(Saved data entries)
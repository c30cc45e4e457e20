use crate::backend::{Compile, JsonMinifier, Minify};
use crate::classify::AssetType;
use crate::error::{Stage, TransformFailure};
use crate::options::TransformOptions;
use bytes::Bytes;
use std::fmt;
use std::sync::Arc;
use tracing::debug;

/// The registry mapping an asset type to its transform pipeline.
///
/// Base formats (js, css, json) run a single minify stage; compiled formats
/// (sass/less/stylus into css, coffee into js) run a compile stage followed
/// by the base format's minify stage. Backends are registered at
/// construction; a type with no backend is reported unavailable and never
/// matched during classification.
///
/// The default registry carries only the built-in [`JsonMinifier`]; every
/// other backend is injected.
#[derive(Clone)]
pub struct TransformDispatcher {
    js: Option<Arc<dyn Minify>>,
    css: Option<Arc<dyn Minify>>,
    json: Option<Arc<dyn Minify>>,
    sass: Option<Arc<dyn Compile>>,
    less: Option<Arc<dyn Compile>>,
    stylus: Option<Arc<dyn Compile>>,
    coffee: Option<Arc<dyn Compile>>,
}

impl Default for TransformDispatcher {
    fn default() -> Self {
        Self::empty().json_minifier(Arc::new(JsonMinifier))
    }
}

impl TransformDispatcher {
    /// Creates a registry with no backends at all, not even the built-in
    /// JSON minifier.
    pub fn empty() -> Self {
        Self {
            js: None,
            css: None,
            json: None,
            sass: None,
            less: None,
            stylus: None,
            coffee: None,
        }
    }

    /// Registers the JavaScript minifier backend.
    pub fn js_minifier(mut self, backend: Arc<dyn Minify>) -> Self {
        self.js = Some(backend);
        self
    }

    /// Registers the CSS minifier backend.
    pub fn css_minifier(mut self, backend: Arc<dyn Minify>) -> Self {
        self.css = Some(backend);
        self
    }

    /// Registers the JSON minifier backend.
    pub fn json_minifier(mut self, backend: Arc<dyn Minify>) -> Self {
        self.json = Some(backend);
        self
    }

    /// Registers the SASS compiler backend.
    pub fn sass_compiler(mut self, backend: Arc<dyn Compile>) -> Self {
        self.sass = Some(backend);
        self
    }

    /// Registers the LESS compiler backend.
    pub fn less_compiler(mut self, backend: Arc<dyn Compile>) -> Self {
        self.less = Some(backend);
        self
    }

    /// Registers the Stylus compiler backend.
    pub fn stylus_compiler(mut self, backend: Arc<dyn Compile>) -> Self {
        self.stylus = Some(backend);
        self
    }

    /// Registers the CoffeeScript compiler backend.
    pub fn coffee_compiler(mut self, backend: Arc<dyn Compile>) -> Self {
        self.coffee = Some(backend);
        self
    }

    /// Reports whether a pipeline is registered for the asset type.
    pub fn is_available(&self, asset_type: AssetType) -> bool {
        match asset_type {
            AssetType::Plain => false,
            AssetType::Js => self.js.is_some(),
            AssetType::Css => self.css.is_some(),
            AssetType::Json => self.json.is_some(),
            AssetType::Sass => self.sass.is_some(),
            AssetType::Less => self.less.is_some(),
            AssetType::Stylus => self.stylus.is_some(),
            AssetType::Coffee => self.coffee.is_some(),
        }
    }

    /// Runs the pipeline for the asset type over the full buffered body.
    ///
    /// Unregistered stages are identity. With `minify == false` in the
    /// options, compiled formats are compiled but not minified and base
    /// formats are returned unchanged.
    pub async fn process(
        &self,
        asset_type: AssetType,
        options: &TransformOptions,
        body: Bytes,
    ) -> Result<Bytes, TransformFailure> {
        debug!(asset_type = %asset_type, bytes = body.len(), "dispatching transform");
        match asset_type {
            AssetType::Plain => Ok(body),
            AssetType::Js => self.minify_base(&self.js, asset_type, options, body).await,
            AssetType::Css => self.minify_base(&self.css, asset_type, options, body).await,
            AssetType::Json => self.minify_base(&self.json, asset_type, options, body).await,
            AssetType::Sass => {
                self.compile_then_minify(&self.sass, &self.css, asset_type, options, body)
                    .await
            }
            AssetType::Less => {
                self.compile_then_minify(&self.less, &self.css, asset_type, options, body)
                    .await
            }
            AssetType::Stylus => {
                self.compile_then_minify(&self.stylus, &self.css, asset_type, options, body)
                    .await
            }
            AssetType::Coffee => {
                self.compile_then_minify(&self.coffee, &self.js, asset_type, options, body)
                    .await
            }
        }
    }

    async fn minify_base(
        &self,
        minifier: &Option<Arc<dyn Minify>>,
        asset_type: AssetType,
        options: &TransformOptions,
        body: Bytes,
    ) -> Result<Bytes, TransformFailure> {
        if !options.minify_allowed() {
            return Ok(body);
        }
        let Some(minifier) = minifier else {
            return Ok(body);
        };
        let source = String::from_utf8_lossy(&body);
        match minifier.minify(options, &source).await {
            Ok(minified) => Ok(Bytes::from(minified)),
            Err(error) => Err(TransformFailure {
                asset_type,
                stage: Stage::Minify,
                error,
                body,
            }),
        }
    }

    async fn compile_then_minify(
        &self,
        compiler: &Option<Arc<dyn Compile>>,
        minifier: &Option<Arc<dyn Minify>>,
        asset_type: AssetType,
        options: &TransformOptions,
        body: Bytes,
    ) -> Result<Bytes, TransformFailure> {
        let Some(compiler) = compiler else {
            return Ok(body);
        };
        let source = String::from_utf8_lossy(&body);
        let compiled = match compiler.compile(options, &source).await {
            Ok(compiled) => compiled,
            Err(error) => {
                return Err(TransformFailure {
                    asset_type,
                    stage: Stage::Compile,
                    error,
                    body,
                });
            }
        };

        if !options.minify_allowed() {
            return Ok(Bytes::from(compiled));
        }
        let Some(minifier) = minifier else {
            return Ok(Bytes::from(compiled));
        };
        match minifier.minify(options, &compiled).await {
            Ok(minified) => Ok(Bytes::from(minified)),
            Err(error) => Err(TransformFailure {
                asset_type,
                stage: Stage::Minify,
                error,
                // best available intermediate: the compiled base-format source
                body: Bytes::from(compiled),
            }),
        }
    }
}

impl fmt::Debug for TransformDispatcher {
    fn fmt(&self, f: &mut fmt::Formatter<'_>) -> fmt::Result {
        f.debug_struct("TransformDispatcher")
            .field("js", &self.js.is_some())
            .field("css", &self.css.is_some())
            .field("json", &self.json.is_some())
            .field("sass", &self.sass.is_some())
            .field("less", &self.less.is_some())
            .field("stylus", &self.stylus.is_some())
            .field("coffee", &self.coffee.is_some())
            .finish()
    }
}

#[cfg(test)]
pub(crate) mod tests {
    use super::*;
    use crate::error::BackendError;
    use async_trait::async_trait;

    /// Compiler test double that emits its input unchanged.
    pub(crate) struct IdentityCompiler;

    #[async_trait]
    impl Compile for IdentityCompiler {
        async fn compile(
            &self,
            _options: &TransformOptions,
            source: &str,
        ) -> Result<String, BackendError> {
            Ok(source.to_owned())
        }
    }

    /// Minifier test double that collapses whitespace runs to one space.
    pub(crate) struct WhitespaceMinifier;

    #[async_trait]
    impl Minify for WhitespaceMinifier {
        async fn minify(
            &self,
            _options: &TransformOptions,
            source: &str,
        ) -> Result<String, BackendError> {
            Ok(source.split_whitespace().collect::<Vec<_>>().join(" "))
        }
    }

    /// Compiler test double that prefixes its output, to make stage order
    /// observable.
    pub(crate) struct PrefixCompiler(pub &'static str);

    #[async_trait]
    impl Compile for PrefixCompiler {
        async fn compile(
            &self,
            _options: &TransformOptions,
            source: &str,
        ) -> Result<String, BackendError> {
            Ok(format!("{}{}", self.0, source))
        }
    }

    /// Backend test double that always fails.
    pub(crate) struct FailingBackend(pub &'static str);

    #[async_trait]
    impl Compile for FailingBackend {
        async fn compile(
            &self,
            _options: &TransformOptions,
            _source: &str,
        ) -> Result<String, BackendError> {
            Err(BackendError::new(self.0))
        }
    }

    #[async_trait]
    impl Minify for FailingBackend {
        async fn minify(
            &self,
            _options: &TransformOptions,
            _source: &str,
        ) -> Result<String, BackendError> {
            Err(BackendError::new(self.0))
        }
    }

    #[tokio::test]
    async fn test_plain_is_identity() {
        let dispatcher = TransformDispatcher::default();
        let body = Bytes::from_static(b"anything at  all");
        let out = dispatcher
            .process(AssetType::Plain, &TransformOptions::default(), body.clone())
            .await
            .unwrap();
        assert_eq!(out, body);
    }

    #[tokio::test]
    async fn test_base_format_minifies() {
        let dispatcher = TransformDispatcher::empty().js_minifier(Arc::new(WhitespaceMinifier));
        let out = dispatcher
            .process(
                AssetType::Js,
                &TransformOptions::default(),
                Bytes::from_static(b"var  x =  1;"),
            )
            .await
            .unwrap();
        assert_eq!(out, Bytes::from_static(b"var x = 1;"));
    }

    #[tokio::test]
    async fn test_compiled_format_runs_both_stages() {
        let dispatcher = TransformDispatcher::empty()
            .sass_compiler(Arc::new(PrefixCompiler("compiled:")))
            .css_minifier(Arc::new(WhitespaceMinifier));
        let out = dispatcher
            .process(
                AssetType::Sass,
                &TransformOptions::default(),
                Bytes::from_static(b"a  b"),
            )
            .await
            .unwrap();
        assert_eq!(out, Bytes::from_static(b"compiled:a b"));
    }

    #[tokio::test]
    async fn test_minify_disabled_still_compiles() {
        let dispatcher = TransformDispatcher::empty()
            .sass_compiler(Arc::new(PrefixCompiler("compiled:")))
            .css_minifier(Arc::new(WhitespaceMinifier));
        let out = dispatcher
            .process(
                AssetType::Sass,
                &TransformOptions::default().minify(false),
                Bytes::from_static(b"a  b"),
            )
            .await
            .unwrap();
        assert_eq!(out, Bytes::from_static(b"compiled:a  b"));
    }

    #[tokio::test]
    async fn test_compile_failure_tagged_with_original_body() {
        let dispatcher = TransformDispatcher::empty()
            .sass_compiler(Arc::new(FailingBackend("bad nesting")))
            .css_minifier(Arc::new(WhitespaceMinifier));
        let failure = dispatcher
            .process(
                AssetType::Sass,
                &TransformOptions::default(),
                Bytes::from_static(b"a {"),
            )
            .await
            .unwrap_err();
        assert_eq!(failure.stage, Stage::Compile);
        assert_eq!(failure.asset_type, AssetType::Sass);
        assert_eq!(failure.body, Bytes::from_static(b"a {"));
        assert_eq!(failure.error.message(), "bad nesting");
    }

    #[tokio::test]
    async fn test_minify_failure_carries_compiled_intermediate() {
        let dispatcher = TransformDispatcher::empty()
            .coffee_compiler(Arc::new(PrefixCompiler("js:")))
            .js_minifier(Arc::new(FailingBackend("parse error")));
        let failure = dispatcher
            .process(
                AssetType::Coffee,
                &TransformOptions::default(),
                Bytes::from_static(b"square = (x) -> x * x"),
            )
            .await
            .unwrap_err();
        assert_eq!(failure.stage, Stage::Minify);
        assert_eq!(failure.body, Bytes::from_static(b"js:square = (x) -> x * x"));
    }

    #[tokio::test]
    async fn test_missing_base_minifier_skips_minify_stage() {
        let dispatcher =
            TransformDispatcher::empty().stylus_compiler(Arc::new(PrefixCompiler("css:")));
        let out = dispatcher
            .process(
                AssetType::Stylus,
                &TransformOptions::default(),
                Bytes::from_static(b"body"),
            )
            .await
            .unwrap();
        assert_eq!(out, Bytes::from_static(b"css:body"));
    }

    #[test]
    fn test_availability() {
        let dispatcher = TransformDispatcher::default();
        assert!(dispatcher.is_available(AssetType::Json));
        assert!(!dispatcher.is_available(AssetType::Js));
        assert!(!dispatcher.is_available(AssetType::Sass));
        assert!(!dispatcher.is_available(AssetType::Plain));

        let dispatcher = dispatcher.js_minifier(Arc::new(WhitespaceMinifier));
        assert!(dispatcher.is_available(AssetType::Js));
    }
}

▸ **Instructions for the task**
Reproduce each line from the data that has "JsonMinifier" in it.

▸ **Task response**
use crate::backend::{Compile, JsonMinifier, Minify};
/// The default registry carries only the built-in [`JsonMinifier`]; every
        Self::empty().json_minifier(Arc::new(JsonMinifier))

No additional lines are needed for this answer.